THE TASK >> Return all lines of the listing below that carry the word "removed".

((

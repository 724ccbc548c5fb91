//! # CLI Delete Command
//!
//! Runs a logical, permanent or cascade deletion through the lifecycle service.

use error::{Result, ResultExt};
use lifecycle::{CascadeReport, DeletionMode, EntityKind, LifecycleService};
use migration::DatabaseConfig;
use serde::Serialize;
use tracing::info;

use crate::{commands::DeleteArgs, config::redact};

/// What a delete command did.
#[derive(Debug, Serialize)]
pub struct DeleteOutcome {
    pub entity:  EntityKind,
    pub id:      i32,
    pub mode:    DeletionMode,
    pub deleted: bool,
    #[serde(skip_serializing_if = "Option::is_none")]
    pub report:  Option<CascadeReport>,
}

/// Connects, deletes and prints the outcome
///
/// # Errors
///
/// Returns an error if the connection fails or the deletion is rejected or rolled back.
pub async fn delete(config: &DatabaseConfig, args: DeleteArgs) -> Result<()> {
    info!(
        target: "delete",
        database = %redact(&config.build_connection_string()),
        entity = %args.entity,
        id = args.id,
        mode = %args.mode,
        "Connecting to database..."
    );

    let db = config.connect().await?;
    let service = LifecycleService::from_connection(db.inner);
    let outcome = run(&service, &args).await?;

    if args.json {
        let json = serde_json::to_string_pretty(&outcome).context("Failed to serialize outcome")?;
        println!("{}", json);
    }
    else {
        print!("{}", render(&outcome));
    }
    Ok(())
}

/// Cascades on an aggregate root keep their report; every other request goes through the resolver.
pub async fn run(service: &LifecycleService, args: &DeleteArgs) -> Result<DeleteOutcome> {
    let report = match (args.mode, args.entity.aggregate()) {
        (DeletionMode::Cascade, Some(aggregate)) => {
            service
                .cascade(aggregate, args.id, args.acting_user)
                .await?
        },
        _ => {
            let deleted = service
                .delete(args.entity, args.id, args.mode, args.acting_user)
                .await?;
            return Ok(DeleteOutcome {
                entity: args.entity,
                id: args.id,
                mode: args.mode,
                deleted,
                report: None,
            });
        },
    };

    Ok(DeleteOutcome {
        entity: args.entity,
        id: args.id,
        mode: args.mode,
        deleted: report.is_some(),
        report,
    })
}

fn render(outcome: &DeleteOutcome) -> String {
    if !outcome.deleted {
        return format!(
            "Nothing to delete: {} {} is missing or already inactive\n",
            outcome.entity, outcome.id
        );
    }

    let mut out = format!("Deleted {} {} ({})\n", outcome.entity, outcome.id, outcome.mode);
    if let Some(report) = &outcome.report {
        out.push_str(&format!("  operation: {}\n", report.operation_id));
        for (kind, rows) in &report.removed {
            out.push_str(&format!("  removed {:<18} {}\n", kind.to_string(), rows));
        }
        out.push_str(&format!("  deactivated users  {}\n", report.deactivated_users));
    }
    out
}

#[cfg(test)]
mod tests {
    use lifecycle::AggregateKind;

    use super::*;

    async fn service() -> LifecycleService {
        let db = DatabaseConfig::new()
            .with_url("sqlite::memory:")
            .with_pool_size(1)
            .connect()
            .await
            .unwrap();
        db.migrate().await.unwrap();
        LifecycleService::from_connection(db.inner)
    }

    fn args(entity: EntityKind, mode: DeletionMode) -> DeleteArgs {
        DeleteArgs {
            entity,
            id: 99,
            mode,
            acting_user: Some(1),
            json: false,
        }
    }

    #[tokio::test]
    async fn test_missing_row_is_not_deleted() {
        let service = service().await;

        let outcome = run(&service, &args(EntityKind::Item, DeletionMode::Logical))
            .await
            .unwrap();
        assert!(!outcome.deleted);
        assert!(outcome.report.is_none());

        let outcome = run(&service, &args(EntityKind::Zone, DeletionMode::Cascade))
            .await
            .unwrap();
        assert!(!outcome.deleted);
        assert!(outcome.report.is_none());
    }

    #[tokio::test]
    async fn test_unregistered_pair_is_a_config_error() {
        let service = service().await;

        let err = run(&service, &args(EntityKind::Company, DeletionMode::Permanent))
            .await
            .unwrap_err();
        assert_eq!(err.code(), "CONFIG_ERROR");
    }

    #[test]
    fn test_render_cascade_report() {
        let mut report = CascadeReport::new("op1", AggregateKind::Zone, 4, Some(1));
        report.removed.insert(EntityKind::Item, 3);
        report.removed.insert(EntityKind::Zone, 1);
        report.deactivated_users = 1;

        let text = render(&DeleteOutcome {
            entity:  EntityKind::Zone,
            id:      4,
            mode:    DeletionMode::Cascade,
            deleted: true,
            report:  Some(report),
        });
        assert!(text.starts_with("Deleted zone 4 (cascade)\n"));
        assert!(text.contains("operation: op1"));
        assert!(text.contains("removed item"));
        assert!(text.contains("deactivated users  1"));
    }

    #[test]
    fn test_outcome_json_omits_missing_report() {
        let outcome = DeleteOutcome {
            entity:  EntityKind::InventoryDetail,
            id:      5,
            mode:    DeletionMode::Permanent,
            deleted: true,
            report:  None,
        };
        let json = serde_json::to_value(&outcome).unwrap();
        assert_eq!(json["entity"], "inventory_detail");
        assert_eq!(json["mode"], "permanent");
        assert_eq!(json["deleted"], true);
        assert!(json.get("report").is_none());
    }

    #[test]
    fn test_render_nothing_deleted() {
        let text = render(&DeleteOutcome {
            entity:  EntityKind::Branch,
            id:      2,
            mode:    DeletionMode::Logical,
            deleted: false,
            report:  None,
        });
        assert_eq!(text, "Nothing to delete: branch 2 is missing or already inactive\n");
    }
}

))

ANSWER TO THE EXERCISE >>
        for (kind, rows) in &report.removed {
            out.push_str(&format!("  removed {:<18} {}\n", kind.to_string(), rows));
        report.removed.insert(EntityKind::Item, 3);
        report.removed.insert(EntityKind::Zone, 1);
        assert!(text.contains("removed item"));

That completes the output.